◆ **EXERCISE OBJECTIVE**
In how many lines of the material below does the string "DriverRegistry" appear? Answer with a single number.

◆ **DATA FOR PROCESSING**

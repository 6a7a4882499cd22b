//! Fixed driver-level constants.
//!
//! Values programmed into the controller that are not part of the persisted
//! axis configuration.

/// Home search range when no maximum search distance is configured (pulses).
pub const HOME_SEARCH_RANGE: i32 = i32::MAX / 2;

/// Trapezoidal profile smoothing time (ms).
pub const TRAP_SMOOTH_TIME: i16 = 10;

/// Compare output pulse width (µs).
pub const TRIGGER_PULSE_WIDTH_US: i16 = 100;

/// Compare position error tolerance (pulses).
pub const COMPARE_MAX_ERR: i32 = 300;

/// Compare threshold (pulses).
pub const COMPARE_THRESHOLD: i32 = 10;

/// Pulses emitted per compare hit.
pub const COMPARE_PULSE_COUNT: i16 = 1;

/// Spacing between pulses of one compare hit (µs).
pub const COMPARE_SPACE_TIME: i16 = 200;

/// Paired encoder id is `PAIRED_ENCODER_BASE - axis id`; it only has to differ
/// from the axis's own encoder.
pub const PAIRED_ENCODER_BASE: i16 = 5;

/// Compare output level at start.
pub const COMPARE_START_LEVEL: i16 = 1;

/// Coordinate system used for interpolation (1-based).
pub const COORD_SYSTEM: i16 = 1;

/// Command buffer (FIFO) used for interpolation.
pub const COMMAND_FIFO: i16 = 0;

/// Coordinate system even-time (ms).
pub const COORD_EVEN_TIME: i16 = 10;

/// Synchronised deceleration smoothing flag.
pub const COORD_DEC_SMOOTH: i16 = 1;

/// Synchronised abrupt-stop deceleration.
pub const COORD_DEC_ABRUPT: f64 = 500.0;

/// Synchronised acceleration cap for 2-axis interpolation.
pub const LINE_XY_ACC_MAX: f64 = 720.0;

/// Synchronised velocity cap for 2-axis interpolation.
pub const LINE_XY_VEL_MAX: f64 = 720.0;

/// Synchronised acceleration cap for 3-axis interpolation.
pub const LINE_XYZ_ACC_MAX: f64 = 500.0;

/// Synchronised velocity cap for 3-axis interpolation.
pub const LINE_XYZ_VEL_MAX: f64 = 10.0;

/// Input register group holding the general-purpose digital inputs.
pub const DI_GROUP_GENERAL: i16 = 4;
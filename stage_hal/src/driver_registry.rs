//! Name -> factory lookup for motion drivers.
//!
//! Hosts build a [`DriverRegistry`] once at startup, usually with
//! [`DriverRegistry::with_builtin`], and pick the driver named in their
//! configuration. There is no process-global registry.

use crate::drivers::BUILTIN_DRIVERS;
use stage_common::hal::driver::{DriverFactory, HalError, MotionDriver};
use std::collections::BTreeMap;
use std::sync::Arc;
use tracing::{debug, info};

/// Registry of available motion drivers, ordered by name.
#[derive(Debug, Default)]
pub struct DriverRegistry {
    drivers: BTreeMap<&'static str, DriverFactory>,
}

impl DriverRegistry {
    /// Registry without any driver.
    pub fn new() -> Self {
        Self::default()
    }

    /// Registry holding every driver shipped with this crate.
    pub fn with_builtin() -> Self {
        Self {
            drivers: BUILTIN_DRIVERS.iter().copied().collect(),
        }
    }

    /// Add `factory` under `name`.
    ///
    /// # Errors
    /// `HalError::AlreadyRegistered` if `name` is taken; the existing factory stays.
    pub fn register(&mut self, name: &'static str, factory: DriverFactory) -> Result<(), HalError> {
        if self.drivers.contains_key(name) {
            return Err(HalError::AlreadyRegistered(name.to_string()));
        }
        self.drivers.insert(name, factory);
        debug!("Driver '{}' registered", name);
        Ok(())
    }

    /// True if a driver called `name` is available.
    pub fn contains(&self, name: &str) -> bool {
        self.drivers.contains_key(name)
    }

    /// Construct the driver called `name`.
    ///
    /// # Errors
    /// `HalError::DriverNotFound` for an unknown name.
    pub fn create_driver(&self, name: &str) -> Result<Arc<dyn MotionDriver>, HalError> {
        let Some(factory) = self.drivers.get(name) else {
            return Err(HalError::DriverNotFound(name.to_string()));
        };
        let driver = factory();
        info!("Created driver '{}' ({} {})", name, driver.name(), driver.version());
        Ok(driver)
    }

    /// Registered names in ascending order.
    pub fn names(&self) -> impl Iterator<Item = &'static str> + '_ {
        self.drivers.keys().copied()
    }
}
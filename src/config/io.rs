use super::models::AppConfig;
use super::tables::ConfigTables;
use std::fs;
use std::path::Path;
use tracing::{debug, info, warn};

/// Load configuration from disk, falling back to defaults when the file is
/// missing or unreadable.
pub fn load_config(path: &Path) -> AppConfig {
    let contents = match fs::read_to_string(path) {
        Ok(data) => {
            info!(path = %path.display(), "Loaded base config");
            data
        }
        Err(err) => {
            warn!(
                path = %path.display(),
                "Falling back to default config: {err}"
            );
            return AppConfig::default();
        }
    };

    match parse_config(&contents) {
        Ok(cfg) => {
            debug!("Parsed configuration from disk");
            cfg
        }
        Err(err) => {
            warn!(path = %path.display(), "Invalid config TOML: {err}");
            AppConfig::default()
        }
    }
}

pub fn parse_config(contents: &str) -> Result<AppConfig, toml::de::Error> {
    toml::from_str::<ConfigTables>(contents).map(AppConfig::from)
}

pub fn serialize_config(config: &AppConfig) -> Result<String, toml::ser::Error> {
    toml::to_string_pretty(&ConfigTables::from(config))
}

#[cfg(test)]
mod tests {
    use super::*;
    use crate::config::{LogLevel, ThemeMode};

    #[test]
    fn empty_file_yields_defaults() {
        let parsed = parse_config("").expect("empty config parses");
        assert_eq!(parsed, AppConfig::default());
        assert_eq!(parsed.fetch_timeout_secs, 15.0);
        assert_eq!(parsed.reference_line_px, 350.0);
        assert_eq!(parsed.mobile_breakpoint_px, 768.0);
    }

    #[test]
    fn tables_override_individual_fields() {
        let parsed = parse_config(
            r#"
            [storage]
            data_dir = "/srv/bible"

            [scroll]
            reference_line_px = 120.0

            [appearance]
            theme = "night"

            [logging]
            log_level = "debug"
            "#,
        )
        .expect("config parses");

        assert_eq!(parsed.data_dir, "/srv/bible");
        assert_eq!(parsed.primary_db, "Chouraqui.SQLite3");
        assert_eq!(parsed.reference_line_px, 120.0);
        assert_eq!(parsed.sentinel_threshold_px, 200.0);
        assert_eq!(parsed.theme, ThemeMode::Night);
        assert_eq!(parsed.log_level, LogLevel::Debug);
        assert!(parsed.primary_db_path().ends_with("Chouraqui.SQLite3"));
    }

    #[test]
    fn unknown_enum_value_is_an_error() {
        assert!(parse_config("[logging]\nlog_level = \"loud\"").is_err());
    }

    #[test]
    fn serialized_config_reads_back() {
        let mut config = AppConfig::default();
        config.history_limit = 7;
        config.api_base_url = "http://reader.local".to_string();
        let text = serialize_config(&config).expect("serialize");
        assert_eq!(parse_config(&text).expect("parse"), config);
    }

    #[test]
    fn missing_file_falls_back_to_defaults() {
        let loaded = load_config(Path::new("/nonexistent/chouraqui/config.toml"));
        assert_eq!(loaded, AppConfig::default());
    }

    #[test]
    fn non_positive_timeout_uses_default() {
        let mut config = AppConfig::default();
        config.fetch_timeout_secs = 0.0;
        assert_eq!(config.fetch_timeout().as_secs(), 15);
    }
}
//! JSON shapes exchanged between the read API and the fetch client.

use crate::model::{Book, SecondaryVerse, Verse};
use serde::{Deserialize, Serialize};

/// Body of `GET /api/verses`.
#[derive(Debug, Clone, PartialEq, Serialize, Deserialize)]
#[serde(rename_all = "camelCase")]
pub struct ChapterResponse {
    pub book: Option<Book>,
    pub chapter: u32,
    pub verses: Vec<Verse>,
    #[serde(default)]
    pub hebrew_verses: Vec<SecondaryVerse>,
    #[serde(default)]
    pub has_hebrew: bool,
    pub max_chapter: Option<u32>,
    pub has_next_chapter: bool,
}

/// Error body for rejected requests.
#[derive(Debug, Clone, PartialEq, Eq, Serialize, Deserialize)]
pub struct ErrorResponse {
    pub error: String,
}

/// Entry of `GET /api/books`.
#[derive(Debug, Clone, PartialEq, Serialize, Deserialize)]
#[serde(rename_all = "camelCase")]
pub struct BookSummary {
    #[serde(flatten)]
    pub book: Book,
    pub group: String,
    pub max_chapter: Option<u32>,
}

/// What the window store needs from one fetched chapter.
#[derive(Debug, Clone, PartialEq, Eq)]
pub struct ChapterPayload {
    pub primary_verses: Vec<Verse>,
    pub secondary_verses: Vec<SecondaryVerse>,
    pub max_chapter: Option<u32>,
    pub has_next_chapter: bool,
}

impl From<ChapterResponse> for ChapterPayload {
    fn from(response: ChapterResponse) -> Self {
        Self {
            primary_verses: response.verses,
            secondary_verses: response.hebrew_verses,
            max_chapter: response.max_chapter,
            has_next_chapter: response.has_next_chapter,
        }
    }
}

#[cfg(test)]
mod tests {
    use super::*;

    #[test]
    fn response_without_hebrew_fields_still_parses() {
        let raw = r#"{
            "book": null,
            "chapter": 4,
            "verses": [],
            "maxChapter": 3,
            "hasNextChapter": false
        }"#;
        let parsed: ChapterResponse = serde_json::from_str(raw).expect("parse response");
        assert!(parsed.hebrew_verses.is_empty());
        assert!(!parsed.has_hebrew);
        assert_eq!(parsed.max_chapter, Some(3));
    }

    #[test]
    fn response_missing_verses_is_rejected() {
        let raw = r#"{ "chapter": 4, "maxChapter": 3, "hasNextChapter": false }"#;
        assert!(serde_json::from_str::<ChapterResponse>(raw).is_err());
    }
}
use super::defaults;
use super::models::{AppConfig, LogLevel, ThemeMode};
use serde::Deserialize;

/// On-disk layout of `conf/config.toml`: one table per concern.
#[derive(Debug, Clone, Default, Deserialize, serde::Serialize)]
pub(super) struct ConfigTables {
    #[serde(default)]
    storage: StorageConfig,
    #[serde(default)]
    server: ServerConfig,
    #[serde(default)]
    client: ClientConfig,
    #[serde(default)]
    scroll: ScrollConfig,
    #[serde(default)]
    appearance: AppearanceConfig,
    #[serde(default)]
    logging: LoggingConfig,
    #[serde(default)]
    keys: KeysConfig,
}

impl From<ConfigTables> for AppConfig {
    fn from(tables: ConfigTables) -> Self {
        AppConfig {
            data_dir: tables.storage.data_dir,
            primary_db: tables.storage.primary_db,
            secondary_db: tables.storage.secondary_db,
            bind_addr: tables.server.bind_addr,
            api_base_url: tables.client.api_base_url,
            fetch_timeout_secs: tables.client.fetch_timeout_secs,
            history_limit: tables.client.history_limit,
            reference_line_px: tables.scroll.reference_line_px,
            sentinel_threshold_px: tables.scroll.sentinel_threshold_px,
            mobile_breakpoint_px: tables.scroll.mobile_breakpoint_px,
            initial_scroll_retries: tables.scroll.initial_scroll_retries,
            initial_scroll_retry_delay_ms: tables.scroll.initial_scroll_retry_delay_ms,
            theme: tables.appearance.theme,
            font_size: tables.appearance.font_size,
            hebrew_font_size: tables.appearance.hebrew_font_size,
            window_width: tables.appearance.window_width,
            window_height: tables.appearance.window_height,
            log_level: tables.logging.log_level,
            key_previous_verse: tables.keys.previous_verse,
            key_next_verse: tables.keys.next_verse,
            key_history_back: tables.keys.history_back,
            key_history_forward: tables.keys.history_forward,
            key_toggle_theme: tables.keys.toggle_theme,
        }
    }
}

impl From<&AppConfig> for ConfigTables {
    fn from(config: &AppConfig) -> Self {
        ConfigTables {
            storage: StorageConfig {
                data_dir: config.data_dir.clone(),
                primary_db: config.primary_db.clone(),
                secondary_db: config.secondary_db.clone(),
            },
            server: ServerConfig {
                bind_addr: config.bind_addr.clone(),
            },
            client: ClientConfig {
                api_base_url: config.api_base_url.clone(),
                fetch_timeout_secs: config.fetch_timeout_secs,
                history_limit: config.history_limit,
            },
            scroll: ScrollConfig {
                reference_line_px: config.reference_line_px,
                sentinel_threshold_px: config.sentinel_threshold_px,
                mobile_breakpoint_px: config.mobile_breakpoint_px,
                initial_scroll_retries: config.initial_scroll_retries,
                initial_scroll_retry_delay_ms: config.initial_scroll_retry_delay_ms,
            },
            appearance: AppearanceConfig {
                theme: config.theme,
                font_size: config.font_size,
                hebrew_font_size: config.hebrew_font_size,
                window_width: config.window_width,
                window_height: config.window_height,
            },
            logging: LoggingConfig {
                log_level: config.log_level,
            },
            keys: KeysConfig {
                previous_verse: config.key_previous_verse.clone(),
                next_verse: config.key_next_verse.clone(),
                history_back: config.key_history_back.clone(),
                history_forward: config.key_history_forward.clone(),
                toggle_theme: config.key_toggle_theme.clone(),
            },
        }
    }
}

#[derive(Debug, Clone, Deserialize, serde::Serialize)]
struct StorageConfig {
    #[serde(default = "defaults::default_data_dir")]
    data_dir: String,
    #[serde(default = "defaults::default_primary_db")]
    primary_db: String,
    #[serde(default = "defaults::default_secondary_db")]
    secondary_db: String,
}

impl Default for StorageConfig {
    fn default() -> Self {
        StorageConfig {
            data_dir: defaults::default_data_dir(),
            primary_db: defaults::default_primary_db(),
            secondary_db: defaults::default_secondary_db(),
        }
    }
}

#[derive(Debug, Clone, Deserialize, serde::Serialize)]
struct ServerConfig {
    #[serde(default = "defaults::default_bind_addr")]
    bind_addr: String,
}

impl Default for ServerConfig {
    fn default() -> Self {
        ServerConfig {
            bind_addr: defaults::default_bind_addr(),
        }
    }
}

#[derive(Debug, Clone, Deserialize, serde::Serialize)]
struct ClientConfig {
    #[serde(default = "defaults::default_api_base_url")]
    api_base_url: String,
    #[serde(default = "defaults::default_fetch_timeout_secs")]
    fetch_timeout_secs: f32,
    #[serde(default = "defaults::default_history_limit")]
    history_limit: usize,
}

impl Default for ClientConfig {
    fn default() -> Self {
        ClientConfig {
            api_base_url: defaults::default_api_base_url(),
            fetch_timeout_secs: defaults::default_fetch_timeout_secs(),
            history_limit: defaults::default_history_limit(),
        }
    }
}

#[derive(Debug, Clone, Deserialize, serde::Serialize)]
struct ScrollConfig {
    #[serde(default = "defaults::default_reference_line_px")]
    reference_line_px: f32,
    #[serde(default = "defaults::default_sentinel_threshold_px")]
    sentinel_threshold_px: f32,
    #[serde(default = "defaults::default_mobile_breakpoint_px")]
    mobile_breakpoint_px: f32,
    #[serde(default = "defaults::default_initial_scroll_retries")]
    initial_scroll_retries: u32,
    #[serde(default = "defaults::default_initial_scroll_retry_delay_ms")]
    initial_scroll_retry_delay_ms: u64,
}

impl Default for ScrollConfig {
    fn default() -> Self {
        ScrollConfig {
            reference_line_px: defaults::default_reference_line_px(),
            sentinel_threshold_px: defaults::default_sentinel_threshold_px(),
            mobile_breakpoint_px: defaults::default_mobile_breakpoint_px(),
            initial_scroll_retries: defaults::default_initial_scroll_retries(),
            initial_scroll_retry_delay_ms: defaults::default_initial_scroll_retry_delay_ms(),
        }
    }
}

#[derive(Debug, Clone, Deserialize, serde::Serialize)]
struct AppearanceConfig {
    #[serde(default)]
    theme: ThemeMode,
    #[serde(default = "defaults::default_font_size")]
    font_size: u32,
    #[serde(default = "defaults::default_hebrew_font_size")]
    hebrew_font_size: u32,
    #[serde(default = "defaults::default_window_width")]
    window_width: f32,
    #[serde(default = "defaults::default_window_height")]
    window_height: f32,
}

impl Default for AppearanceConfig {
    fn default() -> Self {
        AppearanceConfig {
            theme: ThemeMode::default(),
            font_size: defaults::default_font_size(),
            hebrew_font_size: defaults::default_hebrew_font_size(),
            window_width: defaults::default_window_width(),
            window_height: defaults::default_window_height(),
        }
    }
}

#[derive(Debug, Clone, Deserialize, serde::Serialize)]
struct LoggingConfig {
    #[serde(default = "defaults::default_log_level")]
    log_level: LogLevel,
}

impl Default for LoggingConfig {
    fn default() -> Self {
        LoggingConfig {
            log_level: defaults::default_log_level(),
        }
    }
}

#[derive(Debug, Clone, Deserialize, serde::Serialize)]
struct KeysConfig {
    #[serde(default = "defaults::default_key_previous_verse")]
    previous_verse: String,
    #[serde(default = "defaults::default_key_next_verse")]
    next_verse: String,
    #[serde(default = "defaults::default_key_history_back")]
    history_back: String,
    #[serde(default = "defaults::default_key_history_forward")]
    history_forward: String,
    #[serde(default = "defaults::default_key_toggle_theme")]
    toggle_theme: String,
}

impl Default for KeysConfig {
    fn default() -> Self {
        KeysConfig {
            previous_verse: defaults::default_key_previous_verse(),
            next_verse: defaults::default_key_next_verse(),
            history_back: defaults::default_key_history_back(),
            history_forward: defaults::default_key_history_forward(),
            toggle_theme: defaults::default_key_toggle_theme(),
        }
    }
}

◆ **ANSWER SECTION**
4